* [TASK REQUIREMENTS] Every line below that holds the string "idle" must be copied.

* [RECORDS FOR THE TASK]
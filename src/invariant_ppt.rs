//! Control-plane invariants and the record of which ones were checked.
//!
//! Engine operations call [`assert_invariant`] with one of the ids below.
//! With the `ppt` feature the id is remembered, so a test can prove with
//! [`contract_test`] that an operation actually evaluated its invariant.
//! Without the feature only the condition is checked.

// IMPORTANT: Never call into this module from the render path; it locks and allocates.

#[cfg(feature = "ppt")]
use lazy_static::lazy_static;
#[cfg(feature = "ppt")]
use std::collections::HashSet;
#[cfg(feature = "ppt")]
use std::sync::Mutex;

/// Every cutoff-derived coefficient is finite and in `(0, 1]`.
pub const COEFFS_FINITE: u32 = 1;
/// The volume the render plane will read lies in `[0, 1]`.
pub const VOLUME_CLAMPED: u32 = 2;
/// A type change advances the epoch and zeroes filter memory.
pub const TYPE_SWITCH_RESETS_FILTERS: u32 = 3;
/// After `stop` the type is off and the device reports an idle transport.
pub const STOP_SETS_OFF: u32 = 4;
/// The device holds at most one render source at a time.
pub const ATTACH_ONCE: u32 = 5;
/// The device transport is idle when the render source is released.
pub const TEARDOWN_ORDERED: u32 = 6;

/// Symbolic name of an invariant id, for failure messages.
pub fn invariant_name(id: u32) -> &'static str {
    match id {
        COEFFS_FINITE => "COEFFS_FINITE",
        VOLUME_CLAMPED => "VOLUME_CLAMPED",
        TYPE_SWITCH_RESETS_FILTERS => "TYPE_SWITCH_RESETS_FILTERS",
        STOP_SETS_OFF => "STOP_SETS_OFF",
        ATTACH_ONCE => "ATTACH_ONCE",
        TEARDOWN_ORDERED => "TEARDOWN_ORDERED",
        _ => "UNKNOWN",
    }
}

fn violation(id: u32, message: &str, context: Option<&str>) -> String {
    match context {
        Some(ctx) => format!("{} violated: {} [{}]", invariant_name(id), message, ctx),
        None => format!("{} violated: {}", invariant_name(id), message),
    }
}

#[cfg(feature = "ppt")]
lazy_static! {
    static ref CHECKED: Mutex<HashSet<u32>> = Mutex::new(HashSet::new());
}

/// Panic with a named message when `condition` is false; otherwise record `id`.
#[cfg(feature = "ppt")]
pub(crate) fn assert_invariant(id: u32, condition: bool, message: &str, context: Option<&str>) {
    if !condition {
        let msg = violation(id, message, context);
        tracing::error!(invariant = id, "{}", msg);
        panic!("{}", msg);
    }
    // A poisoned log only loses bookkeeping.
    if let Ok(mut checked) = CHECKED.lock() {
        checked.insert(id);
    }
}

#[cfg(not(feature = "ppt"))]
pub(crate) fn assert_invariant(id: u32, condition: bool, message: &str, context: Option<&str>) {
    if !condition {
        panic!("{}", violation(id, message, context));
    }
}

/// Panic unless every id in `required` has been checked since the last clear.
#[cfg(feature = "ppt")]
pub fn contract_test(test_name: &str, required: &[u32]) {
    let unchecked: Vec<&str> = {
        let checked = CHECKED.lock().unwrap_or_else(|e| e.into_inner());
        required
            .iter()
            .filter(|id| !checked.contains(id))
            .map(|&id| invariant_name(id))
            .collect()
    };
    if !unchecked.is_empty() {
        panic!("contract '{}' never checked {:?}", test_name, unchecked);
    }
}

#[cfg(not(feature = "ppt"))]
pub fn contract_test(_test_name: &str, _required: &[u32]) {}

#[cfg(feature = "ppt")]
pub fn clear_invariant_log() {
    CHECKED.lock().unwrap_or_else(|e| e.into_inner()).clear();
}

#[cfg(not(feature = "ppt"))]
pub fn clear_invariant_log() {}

* [SOLUTION TO THIS TASK]
/// After `stop` the type is off and the device reports an idle transport.
/// The device transport is idle when the render source is released.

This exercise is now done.